***** Given data *****

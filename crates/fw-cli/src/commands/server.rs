//! Concurrent TCP server: one isolated session per connection.
//!
//! The accept loop and every session run on their own OS threads.
//! Sessions are fully independent — each one loads its own world
//! instance, so no game state needs locking; only the trained guesser
//! is shared, read-only, behind an `Arc`.

use std::io::{BufRead, BufReader, Write};
use std::net::{TcpListener, TcpStream};
use std::path::{Path, PathBuf};
use std::sync::Arc;
use std::thread;

use log::{error, info, warn};

use fw_engine::{Guesser, Session};

pub fn run(gamefile: &Path, host: &str, port: u16, guesser_path: &Path) -> Result<(), String> {
    // Fail fast on a broken world file before accepting anyone.
    super::load_world(gamefile)?;
    let guesser = super::load_guesser(guesser_path)?;

    let listener =
        TcpListener::bind((host, port)).map_err(|e| format!("cannot bind {host}:{port}: {e}"))?;
    info!("listening on {host}:{port}");

    let gamefile = gamefile.to_path_buf();
    for stream in listener.incoming() {
        match stream {
            Ok(stream) => spawn_session(stream, gamefile.clone(), guesser.clone()),
            Err(e) => error!("accept error: {e}"),
        }
    }
    Ok(())
}

fn spawn_session(stream: TcpStream, gamefile: PathBuf, guesser: Option<Arc<Guesser>>) {
    let peer = stream
        .peer_addr()
        .map(|a| a.to_string())
        .unwrap_or_else(|_| "unknown".to_string());
    info!("connection from {peer}");

    let spawned = thread::Builder::new()
        .name(format!("session-{peer}"))
        .spawn(move || match serve(stream, &gamefile, guesser) {
            Ok(()) => info!("session {peer} closed"),
            Err(e) => warn!("session {peer} ended with error: {e}"),
        });
    if let Err(e) = spawned {
        error!("cannot spawn session thread: {e}");
    }
}

fn serve(stream: TcpStream, gamefile: &Path, guesser: Option<Arc<Guesser>>) -> Result<(), String> {
    let mut writer = stream.try_clone().map_err(|e| e.to_string())?;
    let mut reader = BufReader::new(stream);

    writer
        .write_all(b"Player name?: ")
        .and_then(|()| writer.flush())
        .map_err(|e| e.to_string())?;

    let mut name = String::new();
    reader.read_line(&mut name).map_err(|e| e.to_string())?;
    let name = name.trim_end_matches(['\r', '\n']);
    let name = if name.is_empty() { "No name" } else { name };
    info!("player \"{name}\" joined");

    // Every connection plays in its own isolated world instance.
    let result = fw_worldfile::load_file(gamefile);
    if result.has_errors() {
        return Err(format!(
            "world file {} no longer loads",
            gamefile.display()
        ));
    }

    let mut session = Session::new(result.world, name, guesser).map_err(|e| e.to_string())?;
    session.run(reader, writer).map_err(|e| e.to_string())
}
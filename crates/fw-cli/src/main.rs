//! CLI frontend and network server for the Fernweh adventure engine.

mod commands;

use std::path::PathBuf;
use std::process;

use clap::{Parser, Subcommand};

#[derive(Parser)]
#[command(
    name = "fw",
    about = "Fernweh — a small text-adventure interpreter",
    version,
    propagate_version = true
)]
struct Cli {
    #[command(subcommand)]
    command: Commands,
}

#[derive(Subcommand)]
enum Commands {
    /// Run self-checks against the built-in sample universe
    Test,

    /// Train the intent guesser from the built-in corpus and persist it
    Train {
        /// Output path for the model state
        #[arg(short, long, default_value = "commands.json")]
        output: PathBuf,
    },

    /// Play a game file interactively on this terminal
    Local {
        /// Path to the world file
        gamefile: PathBuf,

        /// Persisted guesser model; a missing file disables the fuzzy fallback
        #[arg(long, default_value = "commands.json")]
        guesser: PathBuf,
    },

    /// Serve a game file to concurrent TCP connections
    Server {
        /// Path to the world file
        gamefile: PathBuf,

        /// Address to bind
        host: String,

        /// Port to listen on
        port: u16,

        /// Persisted guesser model; a missing file disables the fuzzy fallback
        #[arg(long, default_value = "commands.json")]
        guesser: PathBuf,
    },
}

fn main() {
    env_logger::init();

    let cli = Cli::parse();

    let result = match cli.command {
        Commands::Test => commands::selfcheck::run(),
        Commands::Train { output } => commands::train::run(&output),
        Commands::Local { gamefile, guesser } => commands::local::run(&gamefile, &guesser),
        Commands::Server {
            gamefile,
            host,
            port,
            guesser,
        } => commands::server::run(&gamefile, &host, port, &guesser),
    };

    if let Err(e) = result {
        eprintln!("error: {e}");
        process::exit(1);
    }
}
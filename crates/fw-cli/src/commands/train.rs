//! Persist the default-corpus guesser model.

use std::path::Path;

use fw_engine::Guesser;

pub fn run(output: &Path) -> Result<(), String> {
    let guesser = Guesser::with_default_corpus();
    guesser
        .save(output)
        .map_err(|e| format!("cannot write {}: {e}", output.display()))?;

    println!("  Wrote guesser model to {}", output.display());
    Ok(())
}
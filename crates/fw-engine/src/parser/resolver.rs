//! Item lookup by name or alias within a single container.

use std::collections::BTreeMap;

use fw_core::Item;

/// Find the first item in `items` whose lowercased name equals `query`
/// or whose alias set contains it.
///
/// Case-insensitive on both sides; the scan runs in the map's stable
/// order, so a tie between alias-colliding items always breaks the same
/// way. Returns `None` when nothing matches — never an error.
pub fn find_item<'a>(items: &'a BTreeMap<String, Item>, query: &str) -> Option<&'a Item> {
    let query = query.to_lowercase();
    items.values().find(|item| item.answers_to(&query))
}
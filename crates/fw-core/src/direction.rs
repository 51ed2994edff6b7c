use std::fmt;

use serde::{Deserialize, Serialize};

/// A cardinal direction labelling an exit edge.
#[derive(Debug, Clone, Copy, PartialEq, Eq, Hash, Serialize, Deserialize)]
pub enum Direction {
    /// North.
    North,
    /// East.
    East,
    /// South.
    South,
    /// West.
    West,
}

impl Direction {
    /// All directions in N, E, S, W order. Renders iterate this array so
    /// exit listings come out in a stable order.
    pub const ALL: [Direction; 4] = [Self::North, Self::East, Self::South, Self::West];

    /// Parse a direction from its letter code or full name (case-insensitive).
    pub fn parse(s: &str) -> Option<Self> {
        match s.to_lowercase().as_str() {
            "n" | "north" => Some(Self::North),
            "e" | "east" => Some(Self::East),
            "s" | "south" => Some(Self::South),
            "w" | "west" => Some(Self::West),
            _ => None,
        }
    }

    /// The single-letter code used in world files and the noun table.
    pub fn code(&self) -> &'static str {
        match self {
            Self::North => "N",
            Self::East => "E",
            Self::South => "S",
            Self::West => "W",
        }
    }

    /// The full lowercase name.
    pub fn name(&self) -> &'static str {
        match self {
            Self::North => "north",
            Self::East => "east",
            Self::South => "south",
            Self::West => "west",
        }
    }
}

impl fmt::Display for Direction {
    fn fmt(&self, f: &mut fmt::Formatter<'_>) -> fmt::Result {
        write!(f, "{}", self.code())
    }
}

#[cfg(test)]
mod tests {
    use super::*;

    #[test]
    fn parse_codes_and_names() {
        assert_eq!(Direction::parse("n"), Some(Direction::North));
        assert_eq!(Direction::parse("N"), Some(Direction::North));
        assert_eq!(Direction::parse("north"), Some(Direction::North));
        assert_eq!(Direction::parse("NORTH"), Some(Direction::North));
        assert_eq!(Direction::parse("w"), Some(Direction::West));
        assert_eq!(Direction::parse("up"), None);
        assert_eq!(Direction::parse(""), None);
    }

    #[test]
    fn display_is_the_code() {
        assert_eq!(Direction::East.to_string(), "E");
    }

    #[test]
    fn all_is_compass_order() {
        let codes: Vec<&str> = Direction::ALL.iter().map(|d| d.code()).collect();
        assert_eq!(codes, ["N", "E", "S", "W"]);
    }
}
//! Core types for Fernweh: the world model a text adventure runs against.
//!
//! This crate defines locations, items, the player, and the [`World`]
//! arena that owns every location. It is independent of the world-file
//! loader — a [`World`] can be built programmatically or by the
//! `fw-worldfile` crate.

/// Cardinal directions labelling exit edges.
pub mod direction;
/// Error types used throughout the crate.
pub mod error;
/// Items that can be examined, carried, and dropped.
pub mod item;
/// Locations: the nodes of the world graph.
pub mod location;
/// The player and their carried items.
pub mod player;
/// The central world arena that owns all locations.
pub mod world;

/// Re-export the direction type.
pub use direction::Direction;
/// Re-export error types.
pub use error::{FwError, FwResult};
/// Re-export the item type.
pub use item::Item;
/// Re-export location types.
pub use location::{Location, LocationId};
/// Re-export the player type.
pub use player::Player;
/// Re-export the world arena.
pub use world::World;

*****

Task to carry out = Go through the data and gather every line that holds "South".

Solution to this task =
    /// South.
    South,
    pub const ALL: [Direction; 4] = [Self::North, Self::East, Self::South, Self::West];
            "s" | "south" => Some(Self::South),
            Self::South => "S",
            Self::South => "south",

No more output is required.